I feel that the forgiveness part of this crazy world we now inhabit is the hardest part of our growth as human beings .. we are on this earth as individuals responsible for all our actions and words, so when my H first let I was so hurt, then more hurt then I was panicky then more hurt then in a whirlwind of disbelief and shock ----- then thanks to outside (not good or supportive) forces - people who felt I needed to seek revenge - they made me feel that I wasn't angry at all and that anger was how i should feel so I did for a little while. Enough to make me feel unhappy, sad and wasting too much time on resentment and wanting him to fail, at EVERYTHING !!

Why? well because I had hurt pride, how could he be happy without me!! stuff - luck for me I recognised that these feelings didn't make me feel better and even thought sometimes I have slipped in the past year, so maybe 75%  there -  I have grown to feel sorry for him - sorry he is missing out on us and me and our family.

I know I am getting nearly 100% there, well maybe 95% (maybe the best I will ever do - but thats ok) as recently I was fortunate (IMO) enough to see some photos of my H with his OW (well I think of her as this - she is  a very close, female friend,  maybe not in a physical way 'girlfriend' but she must I feel emotionally support him (well as much as the MLCer can be emotionally supported) and a lady that I have know since meeting him - (a friend from his college days).

The photographs were taken at an event 4 days after his birthday - spent his actual birthday eating out with 5 other men (evidence seen on twitter!! as his birthday daytime he spent speaking at another event - (he now goes and speaks at anything asked - as they say in the UK he will attend the opening of an envelope - previously he hated this sort of thing & when he first left he was in demand and he was speaking everywhere but now he isn't so much in demand) so this event he was just a participant.

Background

OW, she is 49 - he is just 53, last week, the majority of the group that was partaking in this event were between 25 - 35 years old. The event was over a weekend - was connected in a very abstract way to his job.  but work as he is now working 100% all the time!! day night weekends writes work blogs every week 2 x A4 in length and spends his weeknight on trains (evidence to support this not guessing).

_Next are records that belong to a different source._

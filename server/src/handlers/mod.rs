//! Request handlers for the sync protocol.

mod pull;
mod push;

pub use pull::*;
pub use push::*;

A work related friend who knows H and was at the event sent me the link - there were about 20 pictures of people to scroll through, she sent them as she felt it was an illustration of 'H' as a "Happy Man???" Not?!!  and she thought (she doesn't know OW) he was on his own??
He featured in approx. 12 of them, with the OW and on each and every one of them he looks sooo disconnected and unhappy, well maybe a better word is empty and very much in a crowd but so on 'his own',  OW and he never are connected, never looking at each other, or any kind of obvious connection (one has him talking to someone with OW looking on with a strained smile on her face, looking at him adoringly (well again IMO) and trying very hard to be involved (which was IMO an impossibility as looking at him he is on another planet) neither women OW or the one he was chatting too seemed in fact connected to him.

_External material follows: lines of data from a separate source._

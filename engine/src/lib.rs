//! # Tether Engine
//!
//! An offline-first sync engine for local-first applications.
//!
//! Applications write to a local [`RecordStore`] while offline. Each call to
//! [`SyncEngine::sync`] reconciles the store with a remote authority in two
//! phases: pull remote changes since the last checkpoint and merge them,
//! then push every locally dirty record.
//!
//! ## Core Concepts
//!
//! ### Records
//!
//! A [`RecordChange`] is an id plus a flat field bag validated against a
//! typed [`Schema`]. In the local store every record carries a
//! [`RecordStatus`]: `synced`, or dirty as `created`, `updated` or `deleted`
//! (a tombstone kept until the remote acknowledges the delete).
//!
//! ### Conflict Resolution
//!
//! When a pulled change meets a dirty local record, [`resolve`] picks a
//! winner by last-write-wins on `updated_at`. Exact ties go to the remote.
//! Every resolved conflict is appended to the [`SyncEventRepository`].
//!
//! ### Transport
//!
//! [`SyncTransport`] is the only way the engine reaches the remote.
//! [`HttpTransport`] speaks JSON over HTTP; [`ConsoleTransport`] prints the
//! protocol and answers locally.
//!
//! ### State Machine
//!
//! The engine moves `idle → pulling → pushing → idle`, or into `error` and
//! back to `idle` after a short delay. A sync requested while another is
//! running is rejected, never queued.
//!
//! ## Quick Start
//!
//! ```rust
//! use std::sync::Arc;
//! use tether_engine::{
//!     CollectionSchema, ConsoleTransport, ConsoleTransportConfig, FieldDef, FieldType,
//!     MemoryCheckpoint, MemoryStore, Schema, SyncConfig, SyncEngine, SyncEventRepository,
//!     SystemClock,
//! };
//! use serde_json::json;
//!
//! # #[tokio::main(flavor = "current_thread")]
//! # async fn main() {
//! // 1. Define a schema
//! let schema = Schema::new(1).with_collection(CollectionSchema::new(
//!     "todos",
//!     vec![FieldDef::required("title", FieldType::String)],
//! ));
//!
//! // 2. Wire the engine
//! let clock = Arc::new(SystemClock::new());
//! let store = Arc::new(MemoryStore::new(schema, clock.clone()));
//! let transport = ConsoleTransport::new(
//!     ConsoleTransportConfig { simulate_delay: false, ..Default::default() },
//!     clock.clone(),
//! );
//! let engine = SyncEngine::new(
//!     store.clone(),
//!     Arc::new(transport),
//!     Arc::new(MemoryCheckpoint::new()),
//!     Arc::new(SyncEventRepository::in_memory(clock.clone())),
//!     clock,
//!     SyncConfig::new(1),
//! );
//!
//! // 3. Write offline
//! let todo = store
//!     .create("todos", json!({"title": "Buy milk"}).as_object().cloned().unwrap())
//!     .unwrap();
//! assert_eq!(store.pending_count(), 1);
//!
//! // 4. Sync
//! let result = engine.sync().await;
//! assert!(result.success);
//! assert_eq!(result.pushed, 1);
//! assert_eq!(store.pending_count(), 0);
//! assert!(store.get("todos", &todo.id).is_some());
//! # }
//! ```
//!
//! ## Persistence
//!
//! Use [`MemoryStore::export_state`] and [`MemoryStore::import_state`] with
//! [`StoreSnapshot`] to persist the store, [`FileCheckpoint`] for the pull
//! checkpoint and [`SyncEventRepository::open`] for the audit log.

pub mod audit;
pub mod checkpoint;
pub mod clock;
pub mod engine;
pub mod error;
pub mod protocol;
pub mod reconcile;
pub mod record;
pub mod resolver;
pub mod schema;
pub mod snapshot;
pub mod store;
pub mod transport;

// Re-export main types at crate root
pub use audit::{SyncEvent, SyncEventRepository};
pub use checkpoint::{CheckpointStore, FileCheckpoint, MemoryCheckpoint};
pub use clock::{Clock, ManualClock, SystemClock};
pub use engine::{
    ListenerId, SyncConfig, SyncEngine, SyncResult, SyncStatus, PULL_APPLY_ATTEMPTS,
};
pub use error::Error;
pub use protocol::{
    PullRequest, PullResponse, PushRequest, PushResponse, SyncChanges, TableChanges,
};
pub use reconcile::{ReconcileResult, Reconciler, ResolvedConflict};
pub use record::{LocalRecord, RecordChange, RecordStatus};
pub use resolver::{resolve, ConflictInfo, ConflictResolution, Winner};
pub use schema::{CollectionSchema, FieldDef, FieldType, Schema};
pub use snapshot::{SnapshotMetadata, StoreSnapshot, SNAPSHOT_FORMAT_VERSION};
pub use store::{Expectation, MemoryStore, Mutation, RecordStore, WriteBatch};
pub use transport::{
    ConsoleTransport, ConsoleTransportConfig, HttpTransport, HttpTransportConfig, SyncTransport,
};

/// Type aliases for clarity
pub type RecordId = String;
pub type CollectionName = String;
pub type Timestamp = u64;
pub type SchemaVersion = u32;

However, the best photo was him looking towards the camera (others are smiling at the camera, or deep in chat) he is looking straight ahead hands wrapped around his knees - he's sat on a bean bag on the floor - told you this was a very young peoples event!!, and looks mesmerised and goggled eyes staring into space. OW is looking the other way and sat behind his approx (guessing a couple of feet), a very odd photo - well they all are, some he is on his mobile, taking pictures of ?? ONE he has his arms on his head and so his back completely to OW, and the best one in it - he is asleep!! Well on enlarging it - his eyes are closed!! so my view is asleep or 'just resting his eyes'

and guess what I felt ??

Not joy , no i felt sorry for him and for OW too. Why would anyone want a relationship with this person??what kind of person is he that she thinks so little of herself? she looked strained and resigned to this is it!!
So my H wants happiness?
So my H wants freedom, excitement and to change the world and most important an OW that doesn't have any expectations from him to fulfil any role he doesn't want to do? (remember I nagged him to take out the rubbish= I's so horrible, Was so mean to him all the time -
the list is endless silliness and best of all i was wasteful = I cooked sometimes too much pasta/rice/potatoes at dinner)!!
Well looking at these photos he has freedom - to be miserable
he has an OW friend or whatever she is who has trillions of expectations but is so insecure with him , so lacking in self confidence that she will sit there and hope he notices her??????????? Put up with being on call, whenever he wants her - Totally crazy of as the Schnoppies would say BAT S*** CRAZY!! 
So who is the lucky one now??

ME
US !!!!!!!!!!!!!!!!!!!!!!!!!!!!!!!!

Because they are NOT happy, They are not content, have any freedom - they are lonely, lost and empty!!

So sorry got sidetracked but this was important to why forgiveness (to me)  is so IMPORTANT ..

Forgiveness

“We should not look back unless it is to derive useful lessons from past errors, and for the purpose of profiting by dearly bought experience.”
~ George Washington

So if we the LBS'S have done as RCR says our mirror work, as HB says; learnt the serious lessons for personal growth along our way WE will find forgiveness; which will replace anger, resentment and revenge.

HOW?

UNblock the issues that stop us from moving forward - it is that one thing that’s supposed to be behind us: the past. Our unconscious mind has carefully recorded every little detail of what has happened to us in the past and uses that information to determine what is possible for us in the future. It’s not a conscious choice.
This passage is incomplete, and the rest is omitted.